╭─ DATASET ENTRIES
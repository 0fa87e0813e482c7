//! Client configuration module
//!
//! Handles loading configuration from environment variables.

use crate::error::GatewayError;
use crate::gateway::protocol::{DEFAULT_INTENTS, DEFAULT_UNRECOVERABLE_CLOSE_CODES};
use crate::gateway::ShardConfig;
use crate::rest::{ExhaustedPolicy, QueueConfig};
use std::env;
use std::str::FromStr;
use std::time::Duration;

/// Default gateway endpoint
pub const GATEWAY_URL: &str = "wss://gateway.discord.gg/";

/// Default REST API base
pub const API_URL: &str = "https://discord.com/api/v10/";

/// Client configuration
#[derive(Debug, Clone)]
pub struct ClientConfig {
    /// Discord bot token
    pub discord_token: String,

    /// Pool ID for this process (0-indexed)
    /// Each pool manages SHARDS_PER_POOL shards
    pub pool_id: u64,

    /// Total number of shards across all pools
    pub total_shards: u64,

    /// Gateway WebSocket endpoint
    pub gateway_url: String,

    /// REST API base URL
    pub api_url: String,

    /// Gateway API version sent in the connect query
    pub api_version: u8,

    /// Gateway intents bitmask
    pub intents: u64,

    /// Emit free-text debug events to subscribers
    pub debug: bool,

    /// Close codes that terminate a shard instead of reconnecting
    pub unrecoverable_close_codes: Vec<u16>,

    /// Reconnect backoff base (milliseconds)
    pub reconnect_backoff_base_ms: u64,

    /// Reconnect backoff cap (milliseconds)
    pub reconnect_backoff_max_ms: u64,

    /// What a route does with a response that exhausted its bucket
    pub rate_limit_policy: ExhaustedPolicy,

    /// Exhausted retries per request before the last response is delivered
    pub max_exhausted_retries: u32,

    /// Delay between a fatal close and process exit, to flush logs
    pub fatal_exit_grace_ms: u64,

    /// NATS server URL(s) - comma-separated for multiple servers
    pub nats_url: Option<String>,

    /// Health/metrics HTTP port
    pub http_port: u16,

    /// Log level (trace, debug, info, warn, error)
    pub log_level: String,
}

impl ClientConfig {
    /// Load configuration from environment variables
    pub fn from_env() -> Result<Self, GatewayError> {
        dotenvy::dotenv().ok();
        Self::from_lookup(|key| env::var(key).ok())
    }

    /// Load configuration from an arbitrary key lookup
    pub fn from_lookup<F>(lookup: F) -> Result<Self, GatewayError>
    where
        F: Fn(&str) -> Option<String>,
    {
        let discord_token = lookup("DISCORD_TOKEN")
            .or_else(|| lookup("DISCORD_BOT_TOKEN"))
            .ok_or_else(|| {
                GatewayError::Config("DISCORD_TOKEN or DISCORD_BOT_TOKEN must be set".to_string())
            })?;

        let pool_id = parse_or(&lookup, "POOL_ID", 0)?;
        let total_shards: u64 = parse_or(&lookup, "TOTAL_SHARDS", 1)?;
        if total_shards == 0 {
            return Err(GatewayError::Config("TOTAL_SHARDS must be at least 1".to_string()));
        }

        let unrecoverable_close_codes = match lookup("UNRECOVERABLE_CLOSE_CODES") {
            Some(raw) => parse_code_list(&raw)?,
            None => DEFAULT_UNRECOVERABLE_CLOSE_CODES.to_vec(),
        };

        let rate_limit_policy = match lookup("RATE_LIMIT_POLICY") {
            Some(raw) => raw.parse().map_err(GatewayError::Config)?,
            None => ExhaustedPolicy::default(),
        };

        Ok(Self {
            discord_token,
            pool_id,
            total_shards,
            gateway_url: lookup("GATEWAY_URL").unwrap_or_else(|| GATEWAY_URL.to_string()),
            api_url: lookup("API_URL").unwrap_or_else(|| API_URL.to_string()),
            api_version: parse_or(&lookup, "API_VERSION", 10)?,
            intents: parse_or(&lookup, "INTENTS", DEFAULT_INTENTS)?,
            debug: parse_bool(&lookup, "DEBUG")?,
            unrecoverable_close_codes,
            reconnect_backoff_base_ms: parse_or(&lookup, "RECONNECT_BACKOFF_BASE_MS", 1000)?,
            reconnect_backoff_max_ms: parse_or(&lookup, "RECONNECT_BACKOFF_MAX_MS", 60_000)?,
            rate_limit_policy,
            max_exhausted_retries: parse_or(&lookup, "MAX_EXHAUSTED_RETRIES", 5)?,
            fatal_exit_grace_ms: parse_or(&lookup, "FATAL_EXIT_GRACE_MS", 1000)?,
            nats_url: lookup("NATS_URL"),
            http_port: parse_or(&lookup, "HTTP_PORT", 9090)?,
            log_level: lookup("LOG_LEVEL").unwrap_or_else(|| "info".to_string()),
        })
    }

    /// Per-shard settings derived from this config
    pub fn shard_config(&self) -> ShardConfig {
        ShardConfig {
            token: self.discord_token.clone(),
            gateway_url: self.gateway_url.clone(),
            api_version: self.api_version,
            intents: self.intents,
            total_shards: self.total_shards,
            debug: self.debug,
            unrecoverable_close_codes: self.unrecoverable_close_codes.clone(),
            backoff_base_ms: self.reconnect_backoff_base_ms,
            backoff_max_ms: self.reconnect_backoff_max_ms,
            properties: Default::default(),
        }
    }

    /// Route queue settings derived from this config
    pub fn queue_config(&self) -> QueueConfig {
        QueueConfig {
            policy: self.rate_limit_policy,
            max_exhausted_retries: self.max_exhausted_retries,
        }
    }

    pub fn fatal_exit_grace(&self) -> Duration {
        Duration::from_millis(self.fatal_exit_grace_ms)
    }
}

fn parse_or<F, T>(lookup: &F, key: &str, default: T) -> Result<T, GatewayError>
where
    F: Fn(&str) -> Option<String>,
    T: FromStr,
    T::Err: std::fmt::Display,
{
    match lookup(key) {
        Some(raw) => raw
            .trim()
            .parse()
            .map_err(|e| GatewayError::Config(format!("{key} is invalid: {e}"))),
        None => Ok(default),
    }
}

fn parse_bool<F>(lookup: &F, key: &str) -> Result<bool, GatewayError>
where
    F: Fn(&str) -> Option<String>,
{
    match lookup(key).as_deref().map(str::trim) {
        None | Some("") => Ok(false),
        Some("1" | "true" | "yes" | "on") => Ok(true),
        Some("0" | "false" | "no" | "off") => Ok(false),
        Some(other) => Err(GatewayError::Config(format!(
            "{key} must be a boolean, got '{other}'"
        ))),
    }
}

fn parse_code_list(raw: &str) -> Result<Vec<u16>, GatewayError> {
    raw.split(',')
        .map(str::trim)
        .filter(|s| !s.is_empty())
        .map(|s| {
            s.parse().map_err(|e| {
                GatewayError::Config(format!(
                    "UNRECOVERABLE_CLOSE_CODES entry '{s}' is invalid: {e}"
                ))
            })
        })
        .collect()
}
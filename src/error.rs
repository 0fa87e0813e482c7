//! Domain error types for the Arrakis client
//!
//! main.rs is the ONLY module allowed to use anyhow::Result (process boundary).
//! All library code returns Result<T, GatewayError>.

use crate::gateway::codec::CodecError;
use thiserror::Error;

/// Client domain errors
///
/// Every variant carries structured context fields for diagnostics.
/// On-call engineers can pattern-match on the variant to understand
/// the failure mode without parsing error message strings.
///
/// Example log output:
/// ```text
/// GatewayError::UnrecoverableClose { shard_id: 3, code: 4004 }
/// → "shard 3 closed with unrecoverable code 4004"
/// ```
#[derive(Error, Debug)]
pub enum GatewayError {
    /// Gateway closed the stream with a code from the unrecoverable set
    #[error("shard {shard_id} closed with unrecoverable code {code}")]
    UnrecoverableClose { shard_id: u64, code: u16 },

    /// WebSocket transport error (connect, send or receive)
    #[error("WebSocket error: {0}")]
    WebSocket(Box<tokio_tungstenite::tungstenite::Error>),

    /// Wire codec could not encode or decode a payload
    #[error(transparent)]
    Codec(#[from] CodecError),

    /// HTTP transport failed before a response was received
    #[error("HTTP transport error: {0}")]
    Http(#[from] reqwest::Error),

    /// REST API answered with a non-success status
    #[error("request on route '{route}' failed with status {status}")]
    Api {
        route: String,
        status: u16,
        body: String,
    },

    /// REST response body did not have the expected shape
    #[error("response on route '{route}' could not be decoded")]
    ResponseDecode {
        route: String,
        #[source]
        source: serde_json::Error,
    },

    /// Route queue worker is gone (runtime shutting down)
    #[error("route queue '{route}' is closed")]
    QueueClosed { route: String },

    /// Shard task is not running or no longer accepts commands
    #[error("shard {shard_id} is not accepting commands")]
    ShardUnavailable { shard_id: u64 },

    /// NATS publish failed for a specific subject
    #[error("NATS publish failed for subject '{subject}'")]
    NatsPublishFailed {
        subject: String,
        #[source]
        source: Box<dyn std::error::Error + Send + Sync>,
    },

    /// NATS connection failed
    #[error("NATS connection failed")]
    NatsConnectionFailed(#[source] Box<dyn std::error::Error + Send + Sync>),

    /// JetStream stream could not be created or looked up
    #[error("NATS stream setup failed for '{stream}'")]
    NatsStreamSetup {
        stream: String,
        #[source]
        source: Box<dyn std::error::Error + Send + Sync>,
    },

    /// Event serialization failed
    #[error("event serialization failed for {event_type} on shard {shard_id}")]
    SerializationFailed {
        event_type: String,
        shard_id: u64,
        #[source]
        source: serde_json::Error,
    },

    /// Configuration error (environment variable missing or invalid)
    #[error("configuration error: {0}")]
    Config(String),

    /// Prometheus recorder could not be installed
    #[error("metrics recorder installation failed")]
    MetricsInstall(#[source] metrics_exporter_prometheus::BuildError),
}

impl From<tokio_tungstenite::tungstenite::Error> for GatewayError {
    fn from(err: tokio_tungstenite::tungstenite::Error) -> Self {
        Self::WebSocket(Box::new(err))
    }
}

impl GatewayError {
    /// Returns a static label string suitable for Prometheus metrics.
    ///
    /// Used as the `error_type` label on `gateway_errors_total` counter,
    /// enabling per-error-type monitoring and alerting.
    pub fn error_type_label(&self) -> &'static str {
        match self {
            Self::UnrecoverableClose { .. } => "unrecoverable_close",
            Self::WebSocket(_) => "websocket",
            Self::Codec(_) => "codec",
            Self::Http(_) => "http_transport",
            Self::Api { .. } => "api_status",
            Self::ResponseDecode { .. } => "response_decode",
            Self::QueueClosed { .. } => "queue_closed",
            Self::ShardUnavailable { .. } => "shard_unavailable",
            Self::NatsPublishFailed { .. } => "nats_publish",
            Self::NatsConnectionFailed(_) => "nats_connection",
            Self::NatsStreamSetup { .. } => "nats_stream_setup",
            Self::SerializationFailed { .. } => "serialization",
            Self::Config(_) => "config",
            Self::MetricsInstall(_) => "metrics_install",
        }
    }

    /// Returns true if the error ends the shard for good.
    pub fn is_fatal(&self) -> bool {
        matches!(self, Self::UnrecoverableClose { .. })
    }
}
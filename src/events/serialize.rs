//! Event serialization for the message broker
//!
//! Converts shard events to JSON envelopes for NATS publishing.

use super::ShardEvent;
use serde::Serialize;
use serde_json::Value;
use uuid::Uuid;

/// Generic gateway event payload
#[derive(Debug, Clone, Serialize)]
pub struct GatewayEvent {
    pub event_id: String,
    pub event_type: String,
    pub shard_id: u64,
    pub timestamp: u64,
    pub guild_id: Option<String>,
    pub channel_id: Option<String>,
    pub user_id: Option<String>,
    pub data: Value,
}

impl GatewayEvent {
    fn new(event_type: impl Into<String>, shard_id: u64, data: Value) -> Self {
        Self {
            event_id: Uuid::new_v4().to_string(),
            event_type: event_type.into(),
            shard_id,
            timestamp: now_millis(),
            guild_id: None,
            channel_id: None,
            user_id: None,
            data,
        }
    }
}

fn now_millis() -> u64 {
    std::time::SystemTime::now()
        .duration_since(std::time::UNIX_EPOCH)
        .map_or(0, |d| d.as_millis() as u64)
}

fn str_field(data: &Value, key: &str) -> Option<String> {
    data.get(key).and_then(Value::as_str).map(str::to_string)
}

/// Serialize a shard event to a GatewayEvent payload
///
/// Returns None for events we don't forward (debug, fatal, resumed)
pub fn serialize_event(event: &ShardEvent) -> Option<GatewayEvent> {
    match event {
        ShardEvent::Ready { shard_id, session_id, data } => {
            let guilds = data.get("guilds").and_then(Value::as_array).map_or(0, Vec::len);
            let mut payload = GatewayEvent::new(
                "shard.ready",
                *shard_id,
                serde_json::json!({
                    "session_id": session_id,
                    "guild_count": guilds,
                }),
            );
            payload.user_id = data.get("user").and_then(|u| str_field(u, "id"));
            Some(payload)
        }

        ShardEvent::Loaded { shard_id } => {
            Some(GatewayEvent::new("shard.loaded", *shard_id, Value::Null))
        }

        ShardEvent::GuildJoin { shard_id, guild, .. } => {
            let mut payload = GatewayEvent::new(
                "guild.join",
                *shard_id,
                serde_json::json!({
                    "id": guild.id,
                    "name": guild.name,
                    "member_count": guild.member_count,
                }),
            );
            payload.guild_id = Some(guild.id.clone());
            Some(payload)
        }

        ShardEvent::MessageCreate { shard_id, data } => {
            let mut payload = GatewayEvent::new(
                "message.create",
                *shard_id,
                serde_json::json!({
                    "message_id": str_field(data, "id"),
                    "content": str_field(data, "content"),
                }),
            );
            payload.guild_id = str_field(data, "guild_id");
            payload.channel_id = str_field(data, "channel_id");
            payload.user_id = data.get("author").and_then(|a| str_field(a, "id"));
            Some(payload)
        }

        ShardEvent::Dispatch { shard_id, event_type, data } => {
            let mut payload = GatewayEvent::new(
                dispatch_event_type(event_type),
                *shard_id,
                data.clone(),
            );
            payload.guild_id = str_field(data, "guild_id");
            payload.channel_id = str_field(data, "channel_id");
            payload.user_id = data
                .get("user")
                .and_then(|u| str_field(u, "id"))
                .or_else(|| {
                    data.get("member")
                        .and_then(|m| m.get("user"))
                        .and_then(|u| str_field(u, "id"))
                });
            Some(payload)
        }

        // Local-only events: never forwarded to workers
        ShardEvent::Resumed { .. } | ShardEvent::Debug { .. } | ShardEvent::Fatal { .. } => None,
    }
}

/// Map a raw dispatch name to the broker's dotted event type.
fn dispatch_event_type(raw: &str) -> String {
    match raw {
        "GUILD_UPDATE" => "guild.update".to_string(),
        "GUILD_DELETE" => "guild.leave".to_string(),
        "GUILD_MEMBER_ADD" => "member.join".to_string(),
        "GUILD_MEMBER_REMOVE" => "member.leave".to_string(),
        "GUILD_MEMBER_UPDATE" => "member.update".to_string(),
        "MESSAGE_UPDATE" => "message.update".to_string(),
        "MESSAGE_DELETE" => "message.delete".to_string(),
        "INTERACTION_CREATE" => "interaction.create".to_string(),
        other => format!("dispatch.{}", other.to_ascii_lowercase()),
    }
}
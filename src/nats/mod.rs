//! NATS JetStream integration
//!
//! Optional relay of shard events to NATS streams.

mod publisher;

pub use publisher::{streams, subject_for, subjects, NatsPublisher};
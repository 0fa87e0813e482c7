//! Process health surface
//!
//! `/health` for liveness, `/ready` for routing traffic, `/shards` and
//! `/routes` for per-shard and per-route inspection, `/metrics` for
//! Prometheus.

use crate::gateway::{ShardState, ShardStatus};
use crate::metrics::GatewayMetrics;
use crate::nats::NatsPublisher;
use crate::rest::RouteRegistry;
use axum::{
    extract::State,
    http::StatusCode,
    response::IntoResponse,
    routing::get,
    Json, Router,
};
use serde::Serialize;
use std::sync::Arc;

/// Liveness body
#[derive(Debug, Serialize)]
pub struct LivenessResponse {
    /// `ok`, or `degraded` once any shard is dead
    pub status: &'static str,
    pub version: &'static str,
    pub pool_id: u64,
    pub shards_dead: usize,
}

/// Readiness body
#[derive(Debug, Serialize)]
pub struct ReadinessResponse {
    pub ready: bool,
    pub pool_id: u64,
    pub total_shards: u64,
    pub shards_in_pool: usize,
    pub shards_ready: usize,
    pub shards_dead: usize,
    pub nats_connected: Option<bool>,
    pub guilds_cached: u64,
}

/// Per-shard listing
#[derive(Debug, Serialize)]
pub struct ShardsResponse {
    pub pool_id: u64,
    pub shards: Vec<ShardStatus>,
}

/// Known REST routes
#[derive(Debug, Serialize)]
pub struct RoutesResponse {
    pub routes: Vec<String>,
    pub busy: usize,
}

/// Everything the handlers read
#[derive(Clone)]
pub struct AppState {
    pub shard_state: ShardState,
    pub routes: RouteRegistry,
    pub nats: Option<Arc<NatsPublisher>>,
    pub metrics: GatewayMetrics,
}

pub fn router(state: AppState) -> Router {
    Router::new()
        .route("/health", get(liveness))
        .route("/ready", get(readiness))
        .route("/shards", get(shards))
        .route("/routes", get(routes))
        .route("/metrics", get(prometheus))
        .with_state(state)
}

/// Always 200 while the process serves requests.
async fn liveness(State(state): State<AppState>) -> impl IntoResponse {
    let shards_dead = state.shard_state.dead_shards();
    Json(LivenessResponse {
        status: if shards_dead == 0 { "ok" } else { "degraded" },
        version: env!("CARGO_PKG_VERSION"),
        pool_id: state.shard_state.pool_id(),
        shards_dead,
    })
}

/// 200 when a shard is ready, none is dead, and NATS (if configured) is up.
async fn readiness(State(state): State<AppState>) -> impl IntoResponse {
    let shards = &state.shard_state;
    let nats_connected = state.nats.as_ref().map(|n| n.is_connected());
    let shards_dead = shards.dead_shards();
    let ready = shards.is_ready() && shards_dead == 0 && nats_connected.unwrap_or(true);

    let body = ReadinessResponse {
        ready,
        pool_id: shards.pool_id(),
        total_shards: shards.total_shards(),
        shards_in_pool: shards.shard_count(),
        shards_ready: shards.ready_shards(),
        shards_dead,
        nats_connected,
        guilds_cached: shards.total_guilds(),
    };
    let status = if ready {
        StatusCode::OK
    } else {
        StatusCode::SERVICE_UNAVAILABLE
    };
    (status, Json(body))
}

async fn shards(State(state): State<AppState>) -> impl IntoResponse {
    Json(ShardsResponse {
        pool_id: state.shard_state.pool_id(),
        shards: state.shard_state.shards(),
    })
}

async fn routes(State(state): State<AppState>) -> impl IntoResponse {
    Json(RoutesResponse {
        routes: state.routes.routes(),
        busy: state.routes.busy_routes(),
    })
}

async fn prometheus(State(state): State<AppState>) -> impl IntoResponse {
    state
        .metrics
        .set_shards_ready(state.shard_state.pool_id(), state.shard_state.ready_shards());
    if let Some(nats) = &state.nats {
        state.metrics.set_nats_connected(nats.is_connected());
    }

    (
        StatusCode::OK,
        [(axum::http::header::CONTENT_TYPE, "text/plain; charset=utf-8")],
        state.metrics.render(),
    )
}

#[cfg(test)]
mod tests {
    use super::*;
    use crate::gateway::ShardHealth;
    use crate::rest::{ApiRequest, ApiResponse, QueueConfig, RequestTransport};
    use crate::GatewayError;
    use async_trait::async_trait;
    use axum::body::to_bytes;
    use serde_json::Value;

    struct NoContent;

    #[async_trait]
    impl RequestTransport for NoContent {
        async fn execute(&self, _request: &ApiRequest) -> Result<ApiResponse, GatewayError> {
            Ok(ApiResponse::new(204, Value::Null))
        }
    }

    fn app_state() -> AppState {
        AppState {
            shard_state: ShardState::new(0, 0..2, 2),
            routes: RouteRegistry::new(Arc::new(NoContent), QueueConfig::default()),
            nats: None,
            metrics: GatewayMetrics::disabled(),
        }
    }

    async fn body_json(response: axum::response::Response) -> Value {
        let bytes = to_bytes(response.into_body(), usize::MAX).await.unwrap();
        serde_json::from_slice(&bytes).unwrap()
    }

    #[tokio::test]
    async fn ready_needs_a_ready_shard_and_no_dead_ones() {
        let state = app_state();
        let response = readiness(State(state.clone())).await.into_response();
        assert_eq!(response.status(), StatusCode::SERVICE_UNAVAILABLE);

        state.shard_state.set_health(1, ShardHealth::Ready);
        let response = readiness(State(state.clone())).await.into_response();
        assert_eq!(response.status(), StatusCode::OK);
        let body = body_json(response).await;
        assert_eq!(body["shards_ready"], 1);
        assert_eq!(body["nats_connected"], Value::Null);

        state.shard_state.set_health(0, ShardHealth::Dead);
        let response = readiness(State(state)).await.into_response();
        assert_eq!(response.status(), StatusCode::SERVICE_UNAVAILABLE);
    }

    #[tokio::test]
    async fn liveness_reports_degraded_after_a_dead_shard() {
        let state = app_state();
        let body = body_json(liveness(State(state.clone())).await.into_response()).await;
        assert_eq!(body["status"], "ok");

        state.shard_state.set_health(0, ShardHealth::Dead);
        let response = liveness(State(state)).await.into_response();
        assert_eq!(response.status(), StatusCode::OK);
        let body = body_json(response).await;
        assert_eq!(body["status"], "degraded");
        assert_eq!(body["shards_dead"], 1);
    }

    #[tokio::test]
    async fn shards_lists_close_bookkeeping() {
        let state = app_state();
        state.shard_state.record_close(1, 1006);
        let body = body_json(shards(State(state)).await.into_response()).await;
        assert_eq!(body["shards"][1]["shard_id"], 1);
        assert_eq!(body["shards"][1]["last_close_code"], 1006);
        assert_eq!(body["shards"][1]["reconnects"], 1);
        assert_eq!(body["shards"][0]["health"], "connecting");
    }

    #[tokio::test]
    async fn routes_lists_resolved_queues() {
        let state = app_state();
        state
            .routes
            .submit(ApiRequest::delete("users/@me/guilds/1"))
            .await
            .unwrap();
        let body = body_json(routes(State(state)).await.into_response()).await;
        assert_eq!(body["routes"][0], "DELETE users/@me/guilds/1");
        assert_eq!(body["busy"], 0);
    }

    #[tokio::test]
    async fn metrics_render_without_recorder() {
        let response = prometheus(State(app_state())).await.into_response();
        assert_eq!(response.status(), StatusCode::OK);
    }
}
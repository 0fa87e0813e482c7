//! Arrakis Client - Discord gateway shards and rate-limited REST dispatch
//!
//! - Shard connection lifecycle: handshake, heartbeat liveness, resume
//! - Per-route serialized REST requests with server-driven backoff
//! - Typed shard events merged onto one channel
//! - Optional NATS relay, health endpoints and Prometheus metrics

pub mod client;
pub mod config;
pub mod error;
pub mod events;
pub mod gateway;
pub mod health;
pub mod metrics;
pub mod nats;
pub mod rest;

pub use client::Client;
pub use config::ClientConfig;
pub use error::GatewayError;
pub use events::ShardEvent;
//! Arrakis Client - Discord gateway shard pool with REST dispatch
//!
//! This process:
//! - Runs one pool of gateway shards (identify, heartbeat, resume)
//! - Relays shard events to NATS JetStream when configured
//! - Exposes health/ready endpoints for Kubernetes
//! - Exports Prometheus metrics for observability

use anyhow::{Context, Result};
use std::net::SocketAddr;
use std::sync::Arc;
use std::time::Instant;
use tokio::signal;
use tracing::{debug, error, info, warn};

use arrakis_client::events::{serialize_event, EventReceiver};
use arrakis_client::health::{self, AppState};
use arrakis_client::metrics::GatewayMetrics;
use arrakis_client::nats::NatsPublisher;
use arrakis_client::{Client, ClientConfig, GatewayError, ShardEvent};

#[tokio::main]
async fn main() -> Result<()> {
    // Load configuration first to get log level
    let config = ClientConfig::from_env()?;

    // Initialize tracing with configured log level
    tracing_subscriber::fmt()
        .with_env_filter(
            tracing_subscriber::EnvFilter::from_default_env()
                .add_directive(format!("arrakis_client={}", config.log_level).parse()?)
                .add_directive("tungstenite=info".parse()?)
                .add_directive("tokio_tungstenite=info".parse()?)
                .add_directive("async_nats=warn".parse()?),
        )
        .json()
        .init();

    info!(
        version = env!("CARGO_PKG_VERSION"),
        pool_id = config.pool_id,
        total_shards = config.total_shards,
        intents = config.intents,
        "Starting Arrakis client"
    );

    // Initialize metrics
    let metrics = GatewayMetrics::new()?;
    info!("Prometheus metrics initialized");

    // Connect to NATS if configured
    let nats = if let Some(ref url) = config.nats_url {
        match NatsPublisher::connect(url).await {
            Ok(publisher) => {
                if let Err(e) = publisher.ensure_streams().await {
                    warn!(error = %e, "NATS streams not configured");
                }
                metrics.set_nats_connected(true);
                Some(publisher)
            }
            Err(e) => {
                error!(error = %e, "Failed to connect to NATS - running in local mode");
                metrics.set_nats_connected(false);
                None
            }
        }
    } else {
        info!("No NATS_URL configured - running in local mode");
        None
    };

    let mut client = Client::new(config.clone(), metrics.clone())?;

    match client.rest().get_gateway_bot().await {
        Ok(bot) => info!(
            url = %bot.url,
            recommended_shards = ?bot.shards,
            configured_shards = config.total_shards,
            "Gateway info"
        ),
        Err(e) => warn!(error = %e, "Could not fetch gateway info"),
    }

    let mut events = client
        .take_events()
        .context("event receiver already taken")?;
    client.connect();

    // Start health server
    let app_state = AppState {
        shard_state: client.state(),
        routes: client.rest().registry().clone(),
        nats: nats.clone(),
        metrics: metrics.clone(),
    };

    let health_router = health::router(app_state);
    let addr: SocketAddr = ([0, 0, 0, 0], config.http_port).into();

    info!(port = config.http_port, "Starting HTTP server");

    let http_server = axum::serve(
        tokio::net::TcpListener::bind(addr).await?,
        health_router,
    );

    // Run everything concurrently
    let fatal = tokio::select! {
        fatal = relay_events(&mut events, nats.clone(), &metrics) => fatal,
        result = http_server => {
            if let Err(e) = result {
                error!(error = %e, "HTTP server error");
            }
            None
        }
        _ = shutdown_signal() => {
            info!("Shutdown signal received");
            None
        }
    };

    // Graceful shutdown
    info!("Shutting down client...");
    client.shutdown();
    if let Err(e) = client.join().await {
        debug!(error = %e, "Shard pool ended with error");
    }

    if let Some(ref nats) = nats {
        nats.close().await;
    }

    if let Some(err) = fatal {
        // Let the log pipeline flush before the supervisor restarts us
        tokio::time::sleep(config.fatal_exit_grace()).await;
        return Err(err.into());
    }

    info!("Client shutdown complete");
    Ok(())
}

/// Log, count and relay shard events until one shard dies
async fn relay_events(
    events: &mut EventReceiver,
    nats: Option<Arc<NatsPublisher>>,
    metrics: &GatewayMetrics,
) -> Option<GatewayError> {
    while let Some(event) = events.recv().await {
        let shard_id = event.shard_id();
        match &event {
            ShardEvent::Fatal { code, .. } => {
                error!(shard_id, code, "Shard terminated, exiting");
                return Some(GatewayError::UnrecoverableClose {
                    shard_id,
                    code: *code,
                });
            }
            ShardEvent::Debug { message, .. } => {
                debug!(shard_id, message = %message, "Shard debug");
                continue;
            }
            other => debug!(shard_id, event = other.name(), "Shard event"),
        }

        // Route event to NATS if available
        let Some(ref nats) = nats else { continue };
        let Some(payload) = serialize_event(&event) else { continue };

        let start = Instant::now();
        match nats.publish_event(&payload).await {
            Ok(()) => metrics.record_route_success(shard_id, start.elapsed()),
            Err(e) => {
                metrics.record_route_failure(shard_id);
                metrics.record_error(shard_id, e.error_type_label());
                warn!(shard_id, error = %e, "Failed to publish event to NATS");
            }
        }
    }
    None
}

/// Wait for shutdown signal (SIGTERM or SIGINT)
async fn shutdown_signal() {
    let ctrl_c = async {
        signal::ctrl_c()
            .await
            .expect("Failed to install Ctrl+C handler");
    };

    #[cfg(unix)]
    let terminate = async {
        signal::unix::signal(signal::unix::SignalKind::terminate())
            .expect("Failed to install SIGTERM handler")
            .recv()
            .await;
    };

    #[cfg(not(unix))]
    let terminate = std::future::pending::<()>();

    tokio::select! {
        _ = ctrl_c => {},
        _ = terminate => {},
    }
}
╰─
▶ [TASK STATEMENT]:
Above are some lines. Repeat exactly, and only, those from the line that has "shard_id, event_type, data" through the line that has "forwarded to workers".

▶ [ANSWER BOX]:
        ShardEvent::Dispatch { shard_id, event_type, data } => {
            let mut payload = GatewayEvent::new(
                dispatch_event_type(event_type),
                *shard_id,
                data.clone(),
            );
            payload.guild_id = str_field(data, "guild_id");
            payload.channel_id = str_field(data, "channel_id");
            payload.user_id = data
                .get("user")
                .and_then(|u| str_field(u, "id"))
                .or_else(|| {
                    data.get("member")
                        .and_then(|m| m.get("user"))
                        .and_then(|u| str_field(u, "id"))
                });
            Some(payload)
        }

        // Local-only events: never forwarded to workers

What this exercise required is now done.